In 997 BC, King David won Jerusalem, and his son Solomon built the First Temple in 950 BC. In 587 BC, the Jerusalem was seized by Nebuchadnezzar, and many of the settlers were captured and taken away to Babylon. At the end of the Babylonian Exile, in 520 BC, the Second Temple was built in 332 BC.
Jerusalem was seized under Greek domination, becoming progressively Hellenized. In 167 BC, Antiochus IV Epiphanes and his soldiers desecrated the temple arousing the Maccabean revolt. Therefore, during the government of the Maccabees and the Hasmoneans, the town extended westward until Mount Zion.
In 63 BC, the Roman Empire took control of the city, and in 37 BC, Herod the Great became the king of Judea. He restored and enhanced the temple stage and implemented the city with palaces, a citadel, a theatre, a hippodrome, an agora, and other Hellenistic and Roman architectural styles. When he died in 4 BC, Jerusalem turned into the city of the high priests, i.e. Cohanim, under the government of Roman procurators. From AD 41 to 44, Agrippa I ruled Jerusalem, and he enlarged the city northward, building the Third Wall in the northern area.
In AD 70, Emperor Titus destroyed Jerusalem, and Emperor Hadrian also banning Jews from entering the city and renaming Jerusalem as Aelia Capitolina.

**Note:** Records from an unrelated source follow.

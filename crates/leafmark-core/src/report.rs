//! Builds the chat-bubble Markdown that summarizes a plant analysis.
//!
//! The backend returns identification and health data as JSON; the message
//! composed here is ordinary Markdown in the same dialect the assistant's
//! own replies use, so one renderer handles both.

use serde::Deserialize;

#[derive(Debug, Clone, Deserialize)]
pub struct PlantAnalysis {
    pub plant_name: String,
    #[serde(default)]
    pub plant_name_id: Option<String>,
    #[serde(default)]
    pub plant_name_en: Option<String>,
    pub confidence: f64,
    #[serde(default)]
    pub image_url: Option<String>,
    #[serde(default)]
    pub health: Option<HealthAssessment>,
}

#[derive(Debug, Clone, Deserialize)]
pub struct HealthAssessment {
    #[serde(default)]
    pub is_healthy: Option<HealthStatus>,
    #[serde(default)]
    pub diseases: Option<Suggestions<Disease>>,
    #[serde(default)]
    pub pests: Option<Suggestions<Pest>>,
    #[serde(default)]
    pub nutrient_deficiency: Option<Suggestions<Deficiency>>,
}

#[derive(Debug, Clone, Deserialize)]
pub struct HealthStatus {
    pub status: bool,
}

#[derive(Debug, Clone, Deserialize)]
pub struct Suggestions<T> {
    // A plain `default` would bound T: Default; the element types have no
    // meaningful default value.
    #[serde(default = "Vec::new")]
    pub suggestions: Vec<T>,
}

#[derive(Debug, Clone, Deserialize)]
pub struct Disease {
    pub name: String,
    pub probability: f64,
    #[serde(default)]
    pub description: Option<String>,
    #[serde(default)]
    pub treatment: Option<Treatment>,
}

#[derive(Debug, Clone, Deserialize)]
pub struct Treatment {
    #[serde(default)]
    pub description: Option<String>,
    #[serde(default)]
    pub steps: Option<Vec<String>>,
}

#[derive(Debug, Clone, Deserialize)]
pub struct Pest {
    pub name: String,
    pub probability: f64,
    #[serde(default)]
    pub description: Option<String>,
}

#[derive(Debug, Clone, Deserialize)]
pub struct Deficiency {
    pub nutrient: String,
    pub probability: f64,
    #[serde(default)]
    pub symptoms: Option<Vec<String>>,
    #[serde(default)]
    pub treatment: Option<Vec<String>>,
}

/// Composes the analysis summary shown in the chat after an image upload.
///
/// Translation lines appear only when they differ from the canonical name;
/// step and symptom lists are truncated to three entries each.
pub fn analysis_message(analysis: &PlantAnalysis) -> String {
    let mut message = format!("🌿 **{}**", analysis.plant_name);

    if let Some(name_id) = &analysis.plant_name_id {
        if !name_id.is_empty() && name_id != &analysis.plant_name {
            message.push_str(&format!("\n🇮🇩 Indonesia: **{}**", name_id));
        }
    }
    if let Some(name_en) = &analysis.plant_name_en {
        if !name_en.is_empty() && name_en != &analysis.plant_name {
            message.push_str(&format!("\n🇬🇧 English: **{}**", name_en));
        }
    }

    message.push_str(&format!(
        "\nKeyakinan: {}%\n",
        analysis.confidence.round() as i64
    ));

    if let Some(health) = &analysis.health {
        if let Some(is_healthy) = &health.is_healthy {
            let status = if is_healthy.status {
                "✅ Sehat"
            } else {
                "⚠️ Ada masalah"
            };
            message.push_str(&format!("\n**Status Kesehatan**: {}", status));
        }

        if let Some(diseases) = &health.diseases {
            if !diseases.suggestions.is_empty() {
                message.push_str("\n\n🦠 **Penyakit Terdeteksi**:");
                for disease in &diseases.suggestions {
                    message.push_str(&format!(
                        "\n• **{}** ({:.1}%)",
                        disease.name,
                        disease.probability * 100.0
                    ));
                    if let Some(description) = &disease.description {
                        message.push_str(&format!("\n  Deskripsi: {}", description));
                    }
                    if let Some(treatment) = &disease.treatment {
                        if let Some(description) = &treatment.description {
                            message.push_str(&format!("\n  Penanganan: {}", description));
                        }
                        if let Some(steps) = &treatment.steps {
                            message.push_str("\n  Langkah penanganan:");
                            for (idx, step) in steps.iter().take(3).enumerate() {
                                message.push_str(&format!("\n    {}. {}", idx + 1, step));
                            }
                        }
                    }
                }
            }
        }

        if let Some(pests) = &health.pests {
            if !pests.suggestions.is_empty() {
                message.push_str("\n\n🐛 **Hama Terdeteksi**:");
                for pest in &pests.suggestions {
                    message.push_str(&format!(
                        "\n• **{}** ({:.1}%)",
                        pest.name,
                        pest.probability * 100.0
                    ));
                    if let Some(description) = &pest.description {
                        message.push_str(&format!("\n  Deskripsi: {}", description));
                    }
                }
            }
        }

        if let Some(deficiencies) = &health.nutrient_deficiency {
            if !deficiencies.suggestions.is_empty() {
                message.push_str("\n\n📊 **Defisiensi Nutrisi**:");
                for deficiency in &deficiencies.suggestions {
                    message.push_str(&format!(
                        "\n• **{}** ({:.1}%)",
                        deficiency.nutrient,
                        deficiency.probability * 100.0
                    ));
                    if let Some(symptoms) = &deficiency.symptoms {
                        if !symptoms.is_empty() {
                            message.push_str("\n  Gejala:");
                            for symptom in symptoms.iter().take(3) {
                                message.push_str(&format!("\n    - {}", symptom));
                            }
                        }
                    }
                    if let Some(treatment) = &deficiency.treatment {
                        if !treatment.is_empty() {
                            message.push_str("\n  Penanganan:");
                            for entry in treatment.iter().take(3) {
                                message.push_str(&format!("\n    - {}", entry));
                            }
                        }
                    }
                }
            }
        }
    }

    message.push_str("\n\nKeterangan lebih lanjut tentang tanaman ini.");
    message
}

/// Prefix for the follow-up advice message fetched when problems are found.
pub fn advice_message(advice: &str) -> String {
    format!("💡 **Rekomendasi Penanganan**:\n\n{}", advice)
}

Jerusalem became a Christian city in AD 326 under the government of Emperor Constantine and his mother Helena, who ordered to build several churches.
This period ended when the Persians seized Jerusalem in AD 614. The Byzantines regained Jerusalem in AD 627, but in AD 638, the armies of Islam conquered the city. Subsequently, the Umayyad Caliphs ordered the construction of the Dome of the Rock and the El-Aqsa Mosque.
In 1099, Jerusalem became a Christian city again when the Crusaders conquered the city. The Crusaders built several churches, hospices and palaces.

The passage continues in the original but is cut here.